*Problem to solve*.
Report all lines from the entries below in which "required" appears.

*Data for review*.
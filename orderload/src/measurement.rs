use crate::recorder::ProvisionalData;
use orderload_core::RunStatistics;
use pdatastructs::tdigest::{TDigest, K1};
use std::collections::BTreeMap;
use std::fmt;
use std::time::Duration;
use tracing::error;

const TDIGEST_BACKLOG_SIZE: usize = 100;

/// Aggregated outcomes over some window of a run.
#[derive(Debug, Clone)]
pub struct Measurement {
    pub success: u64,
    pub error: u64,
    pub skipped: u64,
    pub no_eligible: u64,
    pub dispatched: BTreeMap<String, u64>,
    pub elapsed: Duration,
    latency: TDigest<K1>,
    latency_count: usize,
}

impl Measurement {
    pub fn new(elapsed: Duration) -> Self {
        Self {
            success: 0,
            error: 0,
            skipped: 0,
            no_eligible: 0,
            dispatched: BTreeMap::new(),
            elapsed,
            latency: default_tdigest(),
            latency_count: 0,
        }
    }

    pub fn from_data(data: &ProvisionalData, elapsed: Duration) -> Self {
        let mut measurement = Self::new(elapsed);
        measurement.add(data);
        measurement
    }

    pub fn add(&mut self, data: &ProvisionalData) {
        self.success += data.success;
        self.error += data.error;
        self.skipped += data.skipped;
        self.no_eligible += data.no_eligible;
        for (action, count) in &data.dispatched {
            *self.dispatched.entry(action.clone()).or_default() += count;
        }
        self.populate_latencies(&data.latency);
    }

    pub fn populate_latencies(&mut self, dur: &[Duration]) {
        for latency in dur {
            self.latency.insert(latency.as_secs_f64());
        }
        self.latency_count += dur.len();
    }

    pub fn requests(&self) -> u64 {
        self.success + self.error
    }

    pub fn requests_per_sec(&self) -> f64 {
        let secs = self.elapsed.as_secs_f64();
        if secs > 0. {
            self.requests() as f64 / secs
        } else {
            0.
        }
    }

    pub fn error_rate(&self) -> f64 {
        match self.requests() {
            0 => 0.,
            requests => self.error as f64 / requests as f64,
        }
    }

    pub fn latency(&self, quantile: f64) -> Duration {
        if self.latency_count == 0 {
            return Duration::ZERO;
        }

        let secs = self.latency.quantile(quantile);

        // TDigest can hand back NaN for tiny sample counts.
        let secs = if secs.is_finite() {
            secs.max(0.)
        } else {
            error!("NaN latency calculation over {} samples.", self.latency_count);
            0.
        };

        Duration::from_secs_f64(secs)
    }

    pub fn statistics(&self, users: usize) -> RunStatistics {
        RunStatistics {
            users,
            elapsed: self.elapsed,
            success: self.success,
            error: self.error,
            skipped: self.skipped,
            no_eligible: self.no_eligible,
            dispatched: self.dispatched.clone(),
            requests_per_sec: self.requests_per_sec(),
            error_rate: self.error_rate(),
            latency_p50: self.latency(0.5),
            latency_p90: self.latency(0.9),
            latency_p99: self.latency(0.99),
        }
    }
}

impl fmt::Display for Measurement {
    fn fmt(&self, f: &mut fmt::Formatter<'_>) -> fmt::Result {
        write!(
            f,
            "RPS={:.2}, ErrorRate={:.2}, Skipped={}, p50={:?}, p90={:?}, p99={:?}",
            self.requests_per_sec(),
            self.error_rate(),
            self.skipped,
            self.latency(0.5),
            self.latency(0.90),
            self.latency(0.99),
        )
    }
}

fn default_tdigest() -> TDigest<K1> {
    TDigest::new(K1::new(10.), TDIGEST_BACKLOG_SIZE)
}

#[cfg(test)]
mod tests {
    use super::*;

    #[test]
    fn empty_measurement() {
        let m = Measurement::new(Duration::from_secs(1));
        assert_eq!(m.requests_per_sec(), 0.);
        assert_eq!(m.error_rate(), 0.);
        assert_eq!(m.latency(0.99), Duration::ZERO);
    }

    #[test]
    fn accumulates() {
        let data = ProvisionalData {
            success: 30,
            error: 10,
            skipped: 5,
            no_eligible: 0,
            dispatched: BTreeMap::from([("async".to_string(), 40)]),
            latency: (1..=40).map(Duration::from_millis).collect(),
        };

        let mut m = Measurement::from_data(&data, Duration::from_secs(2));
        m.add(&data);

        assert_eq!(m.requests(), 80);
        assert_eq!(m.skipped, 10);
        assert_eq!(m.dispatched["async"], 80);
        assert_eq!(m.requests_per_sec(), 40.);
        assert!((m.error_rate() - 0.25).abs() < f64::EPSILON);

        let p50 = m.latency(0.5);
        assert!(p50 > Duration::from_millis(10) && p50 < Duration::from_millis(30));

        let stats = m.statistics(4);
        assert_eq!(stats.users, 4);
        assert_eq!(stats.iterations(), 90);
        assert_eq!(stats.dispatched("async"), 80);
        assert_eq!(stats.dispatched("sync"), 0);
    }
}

...

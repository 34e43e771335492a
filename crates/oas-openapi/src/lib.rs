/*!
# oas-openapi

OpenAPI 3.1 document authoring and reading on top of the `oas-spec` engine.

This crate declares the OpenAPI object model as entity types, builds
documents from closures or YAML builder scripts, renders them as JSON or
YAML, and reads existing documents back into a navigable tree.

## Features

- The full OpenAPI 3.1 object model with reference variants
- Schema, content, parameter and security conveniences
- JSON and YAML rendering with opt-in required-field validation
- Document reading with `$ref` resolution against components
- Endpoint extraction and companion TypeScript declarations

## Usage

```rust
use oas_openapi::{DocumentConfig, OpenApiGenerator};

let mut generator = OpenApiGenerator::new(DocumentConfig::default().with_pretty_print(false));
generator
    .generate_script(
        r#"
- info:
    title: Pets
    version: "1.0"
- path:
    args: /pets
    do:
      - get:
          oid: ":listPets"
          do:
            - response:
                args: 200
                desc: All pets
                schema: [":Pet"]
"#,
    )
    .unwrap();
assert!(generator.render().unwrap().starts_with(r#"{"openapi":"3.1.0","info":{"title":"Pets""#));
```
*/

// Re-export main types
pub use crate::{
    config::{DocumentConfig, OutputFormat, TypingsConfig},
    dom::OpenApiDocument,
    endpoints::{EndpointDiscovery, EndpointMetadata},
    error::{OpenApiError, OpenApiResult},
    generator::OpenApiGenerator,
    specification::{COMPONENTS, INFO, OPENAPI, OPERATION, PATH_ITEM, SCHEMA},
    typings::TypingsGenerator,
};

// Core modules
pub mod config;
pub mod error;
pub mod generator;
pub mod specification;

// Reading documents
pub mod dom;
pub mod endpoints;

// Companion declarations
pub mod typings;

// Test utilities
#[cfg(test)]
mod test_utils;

...

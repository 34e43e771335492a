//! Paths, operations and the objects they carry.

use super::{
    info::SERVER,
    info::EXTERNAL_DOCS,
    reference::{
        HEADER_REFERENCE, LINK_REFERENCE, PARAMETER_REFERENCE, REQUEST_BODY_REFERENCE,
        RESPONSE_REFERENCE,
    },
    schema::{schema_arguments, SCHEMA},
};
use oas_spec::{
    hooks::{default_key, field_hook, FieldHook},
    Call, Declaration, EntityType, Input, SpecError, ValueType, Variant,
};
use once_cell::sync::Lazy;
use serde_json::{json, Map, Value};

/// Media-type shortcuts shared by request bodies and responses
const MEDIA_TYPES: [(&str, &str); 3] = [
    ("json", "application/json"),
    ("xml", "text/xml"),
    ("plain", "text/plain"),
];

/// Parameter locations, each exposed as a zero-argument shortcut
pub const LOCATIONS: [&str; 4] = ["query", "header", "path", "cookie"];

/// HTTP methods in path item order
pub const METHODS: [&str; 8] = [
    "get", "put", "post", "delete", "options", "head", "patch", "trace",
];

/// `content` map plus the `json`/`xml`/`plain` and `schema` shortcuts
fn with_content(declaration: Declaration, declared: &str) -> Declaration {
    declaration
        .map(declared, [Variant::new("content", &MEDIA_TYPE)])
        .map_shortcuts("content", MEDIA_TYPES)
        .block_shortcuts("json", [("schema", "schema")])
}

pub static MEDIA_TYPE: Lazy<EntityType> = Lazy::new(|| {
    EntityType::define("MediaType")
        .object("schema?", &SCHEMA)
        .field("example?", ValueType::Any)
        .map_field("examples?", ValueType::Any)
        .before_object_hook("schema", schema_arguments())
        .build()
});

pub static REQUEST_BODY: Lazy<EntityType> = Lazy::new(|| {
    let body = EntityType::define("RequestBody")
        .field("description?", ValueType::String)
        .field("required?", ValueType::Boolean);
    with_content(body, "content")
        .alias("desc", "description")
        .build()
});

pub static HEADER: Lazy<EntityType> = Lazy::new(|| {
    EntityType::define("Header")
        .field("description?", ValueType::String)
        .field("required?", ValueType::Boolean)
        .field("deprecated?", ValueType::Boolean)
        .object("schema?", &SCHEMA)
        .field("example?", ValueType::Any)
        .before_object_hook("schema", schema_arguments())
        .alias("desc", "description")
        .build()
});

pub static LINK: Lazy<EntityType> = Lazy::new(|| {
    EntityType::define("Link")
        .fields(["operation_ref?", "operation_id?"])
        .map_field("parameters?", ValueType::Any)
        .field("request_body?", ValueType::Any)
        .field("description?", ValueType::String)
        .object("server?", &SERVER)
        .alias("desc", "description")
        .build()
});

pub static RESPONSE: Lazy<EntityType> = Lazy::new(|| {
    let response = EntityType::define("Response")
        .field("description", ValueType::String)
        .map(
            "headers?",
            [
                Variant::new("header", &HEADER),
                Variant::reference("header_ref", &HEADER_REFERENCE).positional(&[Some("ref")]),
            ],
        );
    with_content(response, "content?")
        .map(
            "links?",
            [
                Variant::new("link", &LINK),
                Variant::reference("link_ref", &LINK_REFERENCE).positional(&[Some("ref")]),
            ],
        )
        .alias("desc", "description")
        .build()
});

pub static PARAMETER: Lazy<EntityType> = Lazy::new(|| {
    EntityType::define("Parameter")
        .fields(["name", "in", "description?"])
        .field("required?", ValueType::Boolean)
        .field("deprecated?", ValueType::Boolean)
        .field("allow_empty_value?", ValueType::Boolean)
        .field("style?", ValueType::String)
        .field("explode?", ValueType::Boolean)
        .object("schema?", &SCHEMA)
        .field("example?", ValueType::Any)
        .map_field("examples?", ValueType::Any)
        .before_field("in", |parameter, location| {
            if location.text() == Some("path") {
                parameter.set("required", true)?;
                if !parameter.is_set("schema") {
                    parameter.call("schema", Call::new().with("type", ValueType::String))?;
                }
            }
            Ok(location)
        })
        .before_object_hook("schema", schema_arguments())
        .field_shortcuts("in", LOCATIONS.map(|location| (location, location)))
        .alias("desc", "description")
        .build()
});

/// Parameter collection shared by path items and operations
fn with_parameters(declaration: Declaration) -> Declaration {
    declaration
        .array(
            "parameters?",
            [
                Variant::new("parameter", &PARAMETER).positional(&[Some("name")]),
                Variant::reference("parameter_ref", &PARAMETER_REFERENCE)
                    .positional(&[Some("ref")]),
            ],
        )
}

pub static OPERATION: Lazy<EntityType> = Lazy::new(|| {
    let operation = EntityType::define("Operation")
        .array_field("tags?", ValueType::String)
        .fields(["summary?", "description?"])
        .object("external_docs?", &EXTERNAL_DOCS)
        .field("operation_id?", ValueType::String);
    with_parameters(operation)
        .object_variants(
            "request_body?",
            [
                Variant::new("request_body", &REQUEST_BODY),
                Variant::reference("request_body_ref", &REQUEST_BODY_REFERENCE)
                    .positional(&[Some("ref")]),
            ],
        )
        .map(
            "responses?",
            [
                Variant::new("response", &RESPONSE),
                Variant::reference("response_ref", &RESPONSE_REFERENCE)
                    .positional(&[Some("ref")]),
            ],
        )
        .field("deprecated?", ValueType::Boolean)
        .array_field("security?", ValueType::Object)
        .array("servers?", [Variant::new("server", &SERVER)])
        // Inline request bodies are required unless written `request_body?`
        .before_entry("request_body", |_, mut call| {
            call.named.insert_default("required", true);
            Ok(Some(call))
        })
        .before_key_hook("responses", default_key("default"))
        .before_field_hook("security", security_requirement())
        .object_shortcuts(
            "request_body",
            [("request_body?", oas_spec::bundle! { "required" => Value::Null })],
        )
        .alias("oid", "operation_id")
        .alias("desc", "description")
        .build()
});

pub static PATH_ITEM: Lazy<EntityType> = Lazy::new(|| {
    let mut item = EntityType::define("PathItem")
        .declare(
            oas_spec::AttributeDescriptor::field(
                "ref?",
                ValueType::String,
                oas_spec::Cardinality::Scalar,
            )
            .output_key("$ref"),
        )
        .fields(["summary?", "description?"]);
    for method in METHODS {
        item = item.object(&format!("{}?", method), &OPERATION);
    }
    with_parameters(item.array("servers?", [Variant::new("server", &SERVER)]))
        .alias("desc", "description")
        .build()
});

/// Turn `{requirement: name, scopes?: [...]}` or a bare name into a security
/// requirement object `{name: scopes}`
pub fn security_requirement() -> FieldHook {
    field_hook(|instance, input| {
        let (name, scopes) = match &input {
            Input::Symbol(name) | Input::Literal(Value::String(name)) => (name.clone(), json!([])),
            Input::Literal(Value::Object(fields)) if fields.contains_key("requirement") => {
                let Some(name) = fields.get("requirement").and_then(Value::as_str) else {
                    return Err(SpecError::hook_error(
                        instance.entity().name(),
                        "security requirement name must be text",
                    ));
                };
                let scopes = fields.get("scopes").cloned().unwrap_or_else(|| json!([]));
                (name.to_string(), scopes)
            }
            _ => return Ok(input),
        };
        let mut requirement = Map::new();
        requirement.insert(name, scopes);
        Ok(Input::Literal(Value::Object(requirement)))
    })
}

*Result of the task*.
- JSON and YAML rendering with opt-in required-field validation
        .field("required?", ValueType::Boolean);
        .field("required?", ValueType::Boolean)
        .field("required?", ValueType::Boolean)
                parameter.set("required", true)?;
        // Inline request bodies are required unless written `request_body?`
            call.named.insert_default("required", true);
            [("request_body?", oas_spec::bundle! { "required" => Value::Null })],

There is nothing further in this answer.